Adesso basta giocare con i sentimenti del popolo rossonero!

Ancora una giornata ricca di colpi di scena sul fronte societario in casa Foggia. Era attesa per questa mattina la risposta definitiva della dottoressa Pintus circa l’ultimatum della Holding facente capo al gruppo Follieri. Offerta che è giunta puntualmente e alla quale l’imprenditrice sarda ha risposto intorno alle 11 di questa mattina con una Pec ancora in maniera negativa definendo non favorevoli le condizioni per la vendita delle proprie azioni creando a questo punto una ulteriore paralisi al club con la trattativa che andrebbe verso il naufragio definitivo. Una trattativa che i soci Felleca e Pelusi ritengono seriamente concreta.
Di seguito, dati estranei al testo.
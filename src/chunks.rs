//! RIFF chunk tags, padding rules and index entry codecs

use crate::error::{AviError, Result};
use byteorder::{LittleEndian, ReadBytesExt, WriteBytesExt};
use std::io::{Cursor, Read, Write};

/// Number of bytes reserved at the start of every file for the header region.
/// The header is written last, once all chunk and index positions are known.
pub const HEADER_BYTES: u64 = 2048;

/// ASCII marker embedded in the JUNK padding of self-authored files.
/// Recovery treats it as a hint only, never as a correctness condition.
pub const SIGNATURE: &[u8] = b"avirec";

/// Round a chunk body length up to the next even value. RIFF chunk bodies
/// are word-aligned: the declared length excludes the pad byte, the cursor
/// advance includes it.
#[inline]
pub fn pad_even(n: u32) -> u32 {
    (n + 1) & !1
}

/// FourCC (Four Character Code) identifier
#[derive(Clone, Copy, PartialEq, Eq, Hash)]
pub struct FourCC(pub [u8; 4]);

impl FourCC {
    pub const fn new(bytes: [u8; 4]) -> Self {
        FourCC(bytes)
    }

    pub fn as_bytes(&self) -> &[u8; 4] {
        &self.0
    }

    /// Case-insensitive comparison, matching how RIFF tags are compared
    /// in the wild (some writers emit upper-case chunk suffixes)
    pub fn eq_ignore_case(&self, other: &[u8; 4]) -> bool {
        self.0.eq_ignore_ascii_case(other)
    }

    /// Compare only the first three characters; used to match both `##db`
    /// and `##dc` video chunks against one stream tag
    pub fn prefix_matches(&self, other: &[u8; 4]) -> bool {
        self.0[..3].eq_ignore_ascii_case(&other[..3])
    }
}

impl std::fmt::Debug for FourCC {
    fn fmt(&self, f: &mut std::fmt::Formatter<'_>) -> std::fmt::Result {
        write!(f, "FourCC(\"{}\")", String::from_utf8_lossy(&self.0))
    }
}

impl std::fmt::Display for FourCC {
    fn fmt(&self, f: &mut std::fmt::Formatter<'_>) -> std::fmt::Result {
        write!(f, "{}", String::from_utf8_lossy(&self.0))
    }
}

impl From<[u8; 4]> for FourCC {
    fn from(bytes: [u8; 4]) -> Self {
        FourCC(bytes)
    }
}

/// Well-known chunk IDs
pub mod chunk_ids {
    use super::FourCC;

    pub const RIFF: FourCC = FourCC(*b"RIFF");
    pub const AVI: FourCC = FourCC(*b"AVI ");
    pub const LIST: FourCC = FourCC(*b"LIST");
    pub const HDRL: FourCC = FourCC(*b"hdrl");
    pub const AVIH: FourCC = FourCC(*b"avih");
    pub const STRL: FourCC = FourCC(*b"strl");
    pub const STRH: FourCC = FourCC(*b"strh");
    pub const STRF: FourCC = FourCC(*b"strf");
    pub const MOVI: FourCC = FourCC(*b"movi");
    pub const IDX1: FourCC = FourCC(*b"idx1");
    pub const JUNK: FourCC = FourCC(*b"JUNK");
    pub const VIDS: FourCC = FourCC(*b"vids");
    pub const AUDS: FourCC = FourCC(*b"auds");
}

/// Build the chunk tag for a video stream (`00dc` for stream 0).
/// The `db` form is used as the *match* tag on read, where only the first
/// three characters are compared so both `db` and `dc` chunks are accepted.
pub fn video_tag(stream: u32, compressed: bool) -> FourCC {
    FourCC([
        b'0' + (stream / 10) as u8,
        b'0' + (stream % 10) as u8,
        b'd',
        if compressed { b'c' } else { b'b' },
    ])
}

/// Build the chunk tag for an audio stream (`01wb` for stream 1).
/// Files with no audio use stream number 99.
pub fn audio_tag(stream: u32) -> FourCC {
    FourCC([
        b'0' + (stream / 10) as u8,
        b'0' + (stream % 10) as u8,
        b'w',
        b'b',
    ])
}

/// Check whether a tag looks like a stream data chunk: `##db`, `##dc`
/// (video) or `##wb` (audio). Used by the index rebuild scan.
pub fn is_stream_chunk(tag: &FourCC) -> bool {
    let b = tag.as_bytes();
    let video = matches!(b[2], b'd' | b'D') && matches!(b[3], b'b' | b'B' | b'c' | b'C');
    let audio = matches!(b[2], b'w' | b'W') && matches!(b[3], b'b' | b'B');
    video || audio
}

/// One raw `idx1` record: 16 bytes on disk, emitted in write order.
/// Offsets are either absolute-from-file-start or relative to the movi
/// list start; the base is resolved once per file, never per entry.
#[derive(Debug, Clone, Copy, PartialEq, Eq)]
pub struct IndexEntry {
    pub tag: FourCC,
    pub flags: u32,
    pub offset: u32,
    pub size: u32,
}

impl IndexEntry {
    /// Flag bit marking a video keyframe per this writer's convention
    pub const KEYFRAME: u32 = 0x10;

    /// Encoded size on disk
    pub const SIZE: usize = 16;

    pub fn read(data: &[u8]) -> Result<Self> {
        if data.len() < Self::SIZE {
            return Err(AviError::MalformedStream { offset: 0 });
        }
        let mut cursor = Cursor::new(data);
        let mut tag = [0u8; 4];
        cursor.read_exact(&mut tag)?;
        Ok(IndexEntry {
            tag: FourCC(tag),
            flags: cursor.read_u32::<LittleEndian>()?,
            offset: cursor.read_u32::<LittleEndian>()?,
            size: cursor.read_u32::<LittleEndian>()?,
        })
    }

    pub fn write<W: Write>(&self, writer: &mut W) -> Result<()> {
        writer.write_all(self.tag.as_bytes())?;
        writer.write_u32::<LittleEndian>(self.flags)?;
        writer.write_u32::<LittleEndian>(self.offset)?;
        writer.write_u32::<LittleEndian>(self.size)?;
        Ok(())
    }

    pub fn is_keyframe(&self) -> bool {
        (self.flags & Self::KEYFRAME) != 0
    }
}

/// Parse the payload of an `idx1` chunk. The length should be a multiple
/// of 16 but parsing does not fail when it is not; the trailing partial
/// record is dropped.
pub fn parse_index(data: &[u8]) -> Vec<IndexEntry> {
    let mut entries = Vec::with_capacity(data.len() / IndexEntry::SIZE);
    let mut offset = 0;
    while offset + IndexEntry::SIZE <= data.len() {
        if let Ok(entry) = IndexEntry::read(&data[offset..]) {
            entries.push(entry);
        }
        offset += IndexEntry::SIZE;
    }
    entries
}
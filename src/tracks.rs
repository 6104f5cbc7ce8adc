//! Stream descriptions: one video track plus up to 8 audio tracks

use crate::error::{AviError, Result};

/// Maximum number of audio tracks per file
pub const MAX_AUDIO_TRACKS: usize = 8;

/// Well-known WAVE format tags
pub mod wave_format {
    pub const UNKNOWN: u16 = 0x0000;
    pub const PCM: u16 = 0x0001;
    pub const ADPCM: u16 = 0x0002;
    pub const ALAW: u16 = 0x0006;
    pub const MULAW: u16 = 0x0007;
    pub const GSM610: u16 = 0x0031;
}

/// One audio stream: format descriptor plus running counters
#[derive(Debug, Clone)]
pub struct AudioTrack {
    /// WAVE format tag
    pub format: u16,
    /// Channel count, 0 for no audio
    pub channels: u16,
    /// Sample rate in Hz
    pub rate: u32,
    /// Bits per sample
    pub bits: u16,
    /// Stream number within the file
    pub stream: u32,
    /// Total bytes of audio data seen so far
    pub bytes: u64,
    /// Chunks of audio data seen so far
    pub chunks: u32,
}

impl AudioTrack {
    pub fn new(channels: u16, rate: u32, bits: u16, format: u16) -> Self {
        AudioTrack {
            format,
            channels,
            rate,
            bits,
            stream: 0,
            bytes: 0,
            chunks: 0,
        }
    }

    /// Bytes per sample across all channels. May need adjustment for
    /// exotic depths (e.g. 12-bit stereo); never zero.
    pub fn sample_size(&self) -> u32 {
        let s = ((self.bits as u32 + 7) / 8) * self.channels as u32;
        s.max(1)
    }
}

/// The audio side of the track model: an ordered set of up to
/// [`MAX_AUDIO_TRACKS`] tracks with a current working track.
#[derive(Debug, Clone, Default)]
pub struct AudioTracks {
    tracks: Vec<AudioTrack>,
    current: usize,
}

impl AudioTracks {
    pub fn new() -> Self {
        AudioTracks::default()
    }

    /// Append a track and make it current. Exceeding the track limit is a
    /// hard error, not a truncation.
    pub fn push(&mut self, track: AudioTrack) -> Result<()> {
        if self.tracks.len() >= MAX_AUDIO_TRACKS {
            return Err(AviError::TooManyAudioTracks {
                max: MAX_AUDIO_TRACKS,
            });
        }
        self.current = self.tracks.len();
        self.tracks.push(track);
        Ok(())
    }

    pub fn len(&self) -> usize {
        self.tracks.len()
    }

    pub fn is_empty(&self) -> bool {
        self.tracks.is_empty()
    }

    pub fn current(&self) -> Option<&AudioTrack> {
        self.tracks.get(self.current)
    }

    pub fn current_mut(&mut self) -> Option<&mut AudioTrack> {
        self.tracks.get_mut(self.current)
    }
}

/// The video stream description
#[derive(Debug, Clone)]
pub struct VideoTrack {
    pub width: u32,
    pub height: u32,
    /// Frames per second; whole frames for the writer, rate/scale for
    /// the reader
    pub fps: f64,
    /// Compressor FourCC from strh
    pub compressor: [u8; 4],
    /// Stream number within the file
    pub stream: u32,
    /// Number of video frames
    pub frames: u32,
}

impl VideoTrack {
    pub fn new(width: u32, height: u32, fps: u32, compressor: [u8; 4]) -> Self {
        VideoTrack {
            width,
            height,
            fps: fps as f64,
            compressor,
            stream: 0,
            frames: 0,
        }
    }

    /// Dimension-derived header defaults: microseconds per frame and
    /// suggested buffer size. PAL-CIF-or-larger recordings use the PAL
    /// frame interval, everything smaller the NTSC-ish one.
    pub fn header_defaults(&self) -> (u32, u32) {
        if self.height % 288 == 0 && self.width >= 352 {
            (40_000, 144_008)
        } else {
            (33_366, 120_008)
        }
    }
}
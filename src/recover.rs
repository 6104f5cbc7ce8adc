//! Index recovery for interrupted recordings
//!
//! A recording that lost power before finalize has its frame data intact
//! behind the reserved header region but no idx1 chunk and a header that
//! still describes the last completed finalize. Recovery requires that
//! stale header to be parseable (a blank header region fails outright):
//! it rescans the data region, accepting only the chunk tags the recorder
//! emits, rebuilds the index from what it finds, and rewrites the header
//! in place. The process is deterministic and
//! idempotent: rerunning it on a recovered file finds the same chunks and
//! produces the same bytes.

use crate::chunks::{audio_tag, pad_even, video_tag, IndexEntry, HEADER_BYTES};
use crate::cursor::ChunkCursor;
use crate::demuxer::parse_hdrl;
use crate::error::{AviError, Result};
use crate::index::IndexLog;
use crate::muxer::AviWriter;
use crate::sink::ChunkSink;
use crate::tracks::{wave_format, AudioTrack};
use byteorder::{ByteOrder, LittleEndian};
use std::fs::{File, OpenOptions};
use std::io::{Read, Seek, SeekFrom};
use std::path::Path;

/// Recovery rewrites can grow a file up to 1 GiB
pub const RECOVERY_MAX_FILE_SIZE: u64 = 1024 * 1024 * 1024;

/// What recovery found and restored
#[derive(Debug, Clone, Copy, PartialEq, Eq)]
pub struct RecoveryReport {
    /// Video frames found in the data region
    pub frames: u32,
    /// Audio payload bytes found in the data region
    pub audio_bytes: u64,
    /// Recovered duration in whole seconds, from the frame count and
    /// the header frame rate
    pub duration_secs: u32,
    /// Final file size after the index and header rewrite
    pub file_size: u64,
}

/// Outcome of a recovery attempt
#[derive(Debug)]
pub enum RecoveryOutcome {
    /// The index was rebuilt and the header rewritten
    Recovered(RecoveryReport),
    /// The file is not a candidate: too small to hold any data past the
    /// header region, or not openable for rewriting
    UnableToRecover(&'static str),
    /// The file looked like a candidate but recovery did not complete;
    /// any chunks scanned before the failure are left untouched
    Failed(AviError),
}

impl RecoveryOutcome {
    pub fn is_recovered(&self) -> bool {
        matches!(self, RecoveryOutcome::Recovered(_))
    }
}

/// Attempt to rebuild the index and header of a damaged recording in
/// place
pub fn recover_file<P: AsRef<Path>>(path: P) -> RecoveryOutcome {
    let path = path.as_ref();
    let file = match OpenOptions::new().read(true).write(true).open(path) {
        Ok(f) => f,
        Err(e) => {
            log::warn!("cannot open {} for rewriting: {}", path.display(), e);
            return RecoveryOutcome::UnableToRecover("cannot open for rewriting");
        }
    };
    let len = match file.metadata() {
        Ok(m) => m.len(),
        Err(e) => return RecoveryOutcome::Failed(e.into()),
    };
    if len <= HEADER_BYTES {
        return RecoveryOutcome::UnableToRecover("no data past the header region");
    }
    match try_recover(file, len, path) {
        Ok(report) => {
            log::debug!(
                "recovered {}: {} frames, {} audio bytes, {} seconds",
                path.display(),
                report.frames,
                report.audio_bytes,
                report.duration_secs
            );
            RecoveryOutcome::Recovered(report)
        }
        Err(e) => RecoveryOutcome::Failed(e),
    }
}

fn try_recover(mut file: File, len: u64, path: &Path) -> Result<RecoveryReport> {
    // stream parameters come from the existing header region
    let mut header = vec![0u8; HEADER_BYTES as usize];
    file.seek(SeekFrom::Start(0))?;
    file.read_exact(&mut header)?;
    if !header[0..4].eq_ignore_ascii_case(b"RIFF") || !header[8..12].eq_ignore_ascii_case(b"AVI ")
    {
        return Err(AviError::NotAnAviFile);
    }
    let hdrl = find_hdrl(&header).ok_or(AviError::MissingHeaderList)?;
    let parsed = parse_hdrl(hdrl)?;

    let (entries, frames, audio_bytes, data_end) = scan_data(&mut file, len)?;
    if frames == 0 {
        return Err(AviError::NoVideoStream);
    }

    let mut index = IndexLog::with_capacity(entries.len())?;
    for e in &entries {
        index.push(e.tag, e.flags, e.offset, e.size)?;
    }

    let mut video = parsed.video;
    video.frames = frames;
    let duration_secs = if video.fps > 0.0 {
        (frames as f64 / video.fps) as u32
    } else {
        0
    };
    let audio = parsed
        .audio
        .current()
        .cloned()
        .unwrap_or_else(|| AudioTrack::new(1, 8000, 16, wave_format::PCM));

    let mut sink = ChunkSink::file(file, RECOVERY_MAX_FILE_SIZE);
    sink.seek_to(data_end)?;
    let mut writer = AviWriter::from_recovered_parts(
        sink,
        video,
        audio,
        index,
        audio_bytes,
        parsed.start_time,
    );
    writer.finalize()?;
    let file_size = writer.pos();
    writer.close();

    // drop whatever trailed the old index
    let trim = OpenOptions::new().write(true).open(path)?;
    trim.set_len(file_size)?;

    Ok(RecoveryReport {
        frames,
        audio_bytes,
        duration_secs,
        file_size,
    })
}

/// Locate the hdrl list payload inside the header region
fn find_hdrl(header: &[u8]) -> Option<&[u8]> {
    let mut i = 12usize;
    while i + 12 <= header.len() {
        let len = LittleEndian::read_u32(&header[i + 4..i + 8]) as usize;
        if header[i..i + 4].eq_ignore_ascii_case(b"LIST")
            && header[i + 8..i + 12].eq_ignore_ascii_case(b"hdrl")
        {
            let end = (i + 8 + len).min(header.len());
            return Some(&header[i + 12..end]);
        }
        if len == 0 {
            return None;
        }
        i += 8 + pad_even(len as u32) as usize;
    }
    None
}

/// Walk the data region from the end of the header, accepting only the
/// exact chunk tags the recorder writes. The first foreign tag ends the
/// scan; everything gathered up to that point stands. A final chunk whose
/// declared length overruns the file is dropped as torn.
fn scan_data(file: &mut File, len: u64) -> Result<(Vec<IndexEntry>, u32, u64, u64)> {
    let vtag = video_tag(0, true);
    let atag = audio_tag(1);
    let mut cursor = ChunkCursor::new(file);
    let mut entries: Vec<IndexEntry> = Vec::new();
    let mut frames = 0u32;
    let mut audio_bytes = 0u64;
    let mut end = HEADER_BYTES;

    cursor.seek_to(end)?;
    while let Some((tag, chunk_len)) = cursor.read_chunk_header()? {
        let next = end + 8 + pad_even(chunk_len) as u64;
        if next > len {
            break;
        }
        let (flags, is_video) = if tag.eq_ignore_case(vtag.as_bytes()) {
            (IndexEntry::KEYFRAME, true)
        } else if tag.eq_ignore_case(atag.as_bytes()) {
            (0, false)
        } else {
            break;
        };
        entries.push(IndexEntry {
            tag,
            flags,
            offset: end as u32,
            size: chunk_len,
        });
        if is_video {
            frames += 1;
        } else {
            audio_bytes += chunk_len as u64;
        }
        end = next;
        cursor.seek_to(end)?;
    }

    Ok((entries, frames, audio_bytes, end))
}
A tal proposito sempre nella giornata odierna i membri del Consiglio di Amministrazione della Società calcio Foggia 1920 sono stati convocati per il prossimo 24 Giugno, mercoledì, alle ore 12,30 in video conferenza per discutere e deliberare l’approvazione del bilancio al 31 maggio e la richiesta di aumento di capitale sociale per coprire le perdite della stagione sportiva corrente e avviare il programma della prossima stagione calcistica di serie D o, in caso di probabile ripescaggio, di serie C. Intanto in città continuano a circolare voci secondo le quali l’atteggiamento della Dottoressa Pintus sia legato ad un possibile coinvolgimento di qualche soggetto locale che cercherebbe di coagulare intorno a sé piccoli imprenditori che possano affiancare la stessa nella ricapitalizzazione del club. Nelle ultime ore la palla è passata ai legali delle due parti, con l’intervento di Gaetano Tedeschi amministratore delegato della Società con a capo Follieri, che stanno cercando di trovare una transazione definitiva tra le parti in causa con un documento unico dove ci si auspica possano esserci l’accordo e le firme di tutte le parti per il bene del Calcio Foggia.  Da queste parti c’è una gran voglia di tornare a parlare di calcio giocato e la speranza di tornare ai fasti di un tempo quanto prima. Al popolo rossonero non si può parlare di programmi di ridimensionamento dopo la beffa subìta meno di un anno fa da chi ha giocato con i sentimenti di una intera tifoseria.